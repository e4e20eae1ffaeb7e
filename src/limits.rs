//! Resource limits for decoding and encoding.
//!
//! [`ResourceLimits`] caps what a single operation may consume.
//! [`LimitExceeded`] is returned when a check fails. Checks that can run on
//! the calling thread (input size) do so before a unit is scheduled; checks
//! that need decoded dimensions run inside the unit.

/// Resource limits for decode/encode operations.
///
/// All fields are optional; `None` means no limit for that resource.
///
/// # Example
///
/// ```
/// use pixmat::ResourceLimits;
///
/// let limits = ResourceLimits::none()
///     .with_max_pixels(100_000_000)
///     .with_max_file_size(64 * 1024 * 1024);
/// assert!(limits.has_any());
/// ```
#[derive(Clone, Copy, Debug, Default, PartialEq, Eq)]
#[non_exhaustive]
pub struct ResourceLimits {
    /// Maximum total pixels (width × height).
    pub max_pixels: Option<u64>,
    /// Maximum size of a decoded buffer in bytes.
    pub max_memory_bytes: Option<u64>,
    /// Maximum encoded output size in bytes (encode only).
    pub max_output_bytes: Option<u64>,
    /// Maximum image width in pixels.
    pub max_width: Option<u32>,
    /// Maximum image height in pixels.
    pub max_height: Option<u32>,
    /// Maximum input size in bytes (decode only).
    pub max_file_size: Option<u64>,
}

impl ResourceLimits {
    /// No limits (all fields `None`).
    pub fn none() -> Self {
        Self::default()
    }

    /// Set maximum total pixels.
    pub fn with_max_pixels(mut self, max: u64) -> Self {
        self.max_pixels = Some(max);
        self
    }

    /// Set maximum decoded buffer size in bytes.
    pub fn with_max_memory(mut self, bytes: u64) -> Self {
        self.max_memory_bytes = Some(bytes);
        self
    }

    /// Set maximum encoded output size in bytes.
    pub fn with_max_output(mut self, bytes: u64) -> Self {
        self.max_output_bytes = Some(bytes);
        self
    }

    /// Set maximum image width in pixels.
    pub fn with_max_width(mut self, width: u32) -> Self {
        self.max_width = Some(width);
        self
    }

    /// Set maximum image height in pixels.
    pub fn with_max_height(mut self, height: u32) -> Self {
        self.max_height = Some(height);
        self
    }

    /// Set maximum input size in bytes.
    pub fn with_max_file_size(mut self, bytes: u64) -> Self {
        self.max_file_size = Some(bytes);
        self
    }

    /// Whether any limits are set.
    pub fn has_any(&self) -> bool {
        self.max_pixels.is_some()
            || self.max_memory_bytes.is_some()
            || self.max_output_bytes.is_some()
            || self.max_width.is_some()
            || self.max_height.is_some()
            || self.max_file_size.is_some()
    }

    // --- Validation methods ---

    /// Check image dimensions against `max_width`, `max_height`, and `max_pixels`.
    pub fn check_dimensions(&self, width: u32, height: u32) -> Result<(), LimitExceeded> {
        if let Some(max) = self.max_width
            && width > max
        {
            return Err(LimitExceeded::Width { actual: width, max });
        }
        if let Some(max) = self.max_height
            && height > max
        {
            return Err(LimitExceeded::Height {
                actual: height,
                max,
            });
        }
        if let Some(max) = self.max_pixels {
            let pixels = width as u64 * height as u64;
            if pixels > max {
                return Err(LimitExceeded::Pixels {
                    actual: pixels,
                    max,
                });
            }
        }
        Ok(())
    }

    /// Check a buffer size against `max_memory_bytes`.
    pub fn check_memory(&self, bytes: u64) -> Result<(), LimitExceeded> {
        if let Some(max) = self.max_memory_bytes
            && bytes > max
        {
            return Err(LimitExceeded::Memory { actual: bytes, max });
        }
        Ok(())
    }

    /// Check input size against `max_file_size`.
    pub fn check_file_size(&self, bytes: u64) -> Result<(), LimitExceeded> {
        if let Some(max) = self.max_file_size
            && bytes > max
        {
            return Err(LimitExceeded::FileSize { actual: bytes, max });
        }
        Ok(())
    }

    /// Check encoded output size against `max_output_bytes`.
    pub fn check_output_size(&self, bytes: u64) -> Result<(), LimitExceeded> {
        if let Some(max) = self.max_output_bytes
            && bytes > max
        {
            return Err(LimitExceeded::OutputSize { actual: bytes, max });
        }
        Ok(())
    }

    /// Check a decoded buffer against the dimension and memory limits.
    pub fn check_buffer(&self, buffer: &crate::Buffer) -> Result<(), LimitExceeded> {
        let width = u32::try_from(buffer.width()).unwrap_or(u32::MAX);
        let height = u32::try_from(buffer.height()).unwrap_or(u32::MAX);
        self.check_dimensions(width, height)?;
        self.check_memory(buffer.len_bytes() as u64)
    }
}

/// A resource limit was exceeded.
///
/// Each variant carries the actual value and the limit that was exceeded.
#[derive(Clone, Debug, PartialEq, Eq, thiserror::Error)]
#[non_exhaustive]
pub enum LimitExceeded {
    /// Image width exceeded `max_width`.
    #[error("width {actual} exceeds limit {max}")]
    Width { actual: u32, max: u32 },
    /// Image height exceeded `max_height`.
    #[error("height {actual} exceeds limit {max}")]
    Height { actual: u32, max: u32 },
    /// Pixel count exceeded `max_pixels`.
    #[error("pixel count {actual} exceeds limit {max}")]
    Pixels { actual: u64, max: u64 },
    /// Decoded size exceeded `max_memory_bytes`.
    #[error("memory {actual} bytes exceeds limit {max}")]
    Memory { actual: u64, max: u64 },
    /// Input size exceeded `max_file_size`.
    #[error("file size {actual} bytes exceeds limit {max}")]
    FileSize { actual: u64, max: u64 },
    /// Encoded output exceeded `max_output_bytes`.
    #[error("output size {actual} bytes exceeds limit {max}")]
    OutputSize { actual: u64, max: u64 },
}

#[cfg(test)]
mod tests {
    use super::*;
    use crate::{Buffer, BufferType};

    #[test]
    fn builders_set_only_their_field() {
        assert!(!ResourceLimits::none().has_any());
        let limits = ResourceLimits::none()
            .with_max_pixels(640 * 480)
            .with_max_file_size(1 << 20);
        assert!(limits.has_any());
        assert_eq!(limits.max_pixels, Some(307_200));
        assert_eq!(limits.max_file_size, Some(1 << 20));
        assert_eq!(limits.max_memory_bytes, None);
        assert_eq!(limits.max_width, None);
    }

    #[test]
    fn dimensions_checked_in_order() {
        let limits = ResourceLimits::none()
            .with_max_width(640)
            .with_max_height(480)
            .with_max_pixels(200_000);
        assert!(limits.check_dimensions(400, 400).is_ok());
        assert_eq!(
            limits.check_dimensions(641, 10).unwrap_err(),
            LimitExceeded::Width {
                actual: 641,
                max: 640
            }
        );
        assert_eq!(
            limits.check_dimensions(640, 481).unwrap_err(),
            LimitExceeded::Height {
                actual: 481,
                max: 480
            }
        );
        // 500 * 401 = 200_500
        assert_eq!(
            limits.check_dimensions(500, 401).unwrap_err(),
            LimitExceeded::Pixels {
                actual: 200_500,
                max: 200_000
            }
        );
    }

    #[test]
    fn byte_limits() {
        let limits = ResourceLimits::none()
            .with_max_file_size(100)
            .with_max_output(50);
        assert!(limits.check_file_size(100).is_ok());
        assert!(matches!(
            limits.check_file_size(101),
            Err(LimitExceeded::FileSize { .. })
        ));
        assert!(limits.check_output_size(50).is_ok());
        assert!(matches!(
            limits.check_output_size(51),
            Err(LimitExceeded::OutputSize { .. })
        ));
        // Unset limits never fail.
        assert!(limits.check_memory(u64::MAX).is_ok());
    }

    #[test]
    fn check_buffer_uses_byte_length() {
        let buffer = Buffer::new(10, 10, BufferType::Bgr8).unwrap();
        let limits = ResourceLimits::none().with_max_memory(299);
        assert_eq!(
            limits.check_buffer(&buffer).unwrap_err(),
            LimitExceeded::Memory {
                actual: 300,
                max: 299
            }
        );
        let limits = ResourceLimits::none().with_max_height(9);
        assert!(matches!(
            limits.check_buffer(&buffer).unwrap_err(),
            LimitExceeded::Height { actual: 10, max: 9 }
        ));
        let float = Buffer::new(10, 10, BufferType::Float64).unwrap();
        assert!(ResourceLimits::none().with_max_memory(800).check_buffer(&float).is_ok());
    }

    #[test]
    fn messages() {
        let err = LimitExceeded::Width {
            actual: 5000,
            max: 4096,
        };
        assert_eq!(err.to_string(), "width 5000 exceeds limit 4096");
        let err = LimitExceeded::FileSize {
            actual: 2048,
            max: 1024,
        };
        assert_eq!(err.to_string(), "file size 2048 bytes exceeds limit 1024");
    }
}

**YOUR GOAL:** Of the entries above, repeat exactly the lines between the line with "self.check_dimensions(width, height)?;" and the line with "pub enum LimitExceeded", inclusive, and no others.

**ANSWER TO THIS TASK:**
        self.check_dimensions(width, height)?;
        self.check_memory(buffer.len_bytes() as u64)
    }
}

/// A resource limit was exceeded.
///
/// Each variant carries the actual value and the limit that was exceeded.
#[derive(Clone, Debug, PartialEq, Eq, thiserror::Error)]
#[non_exhaustive]
pub enum LimitExceeded {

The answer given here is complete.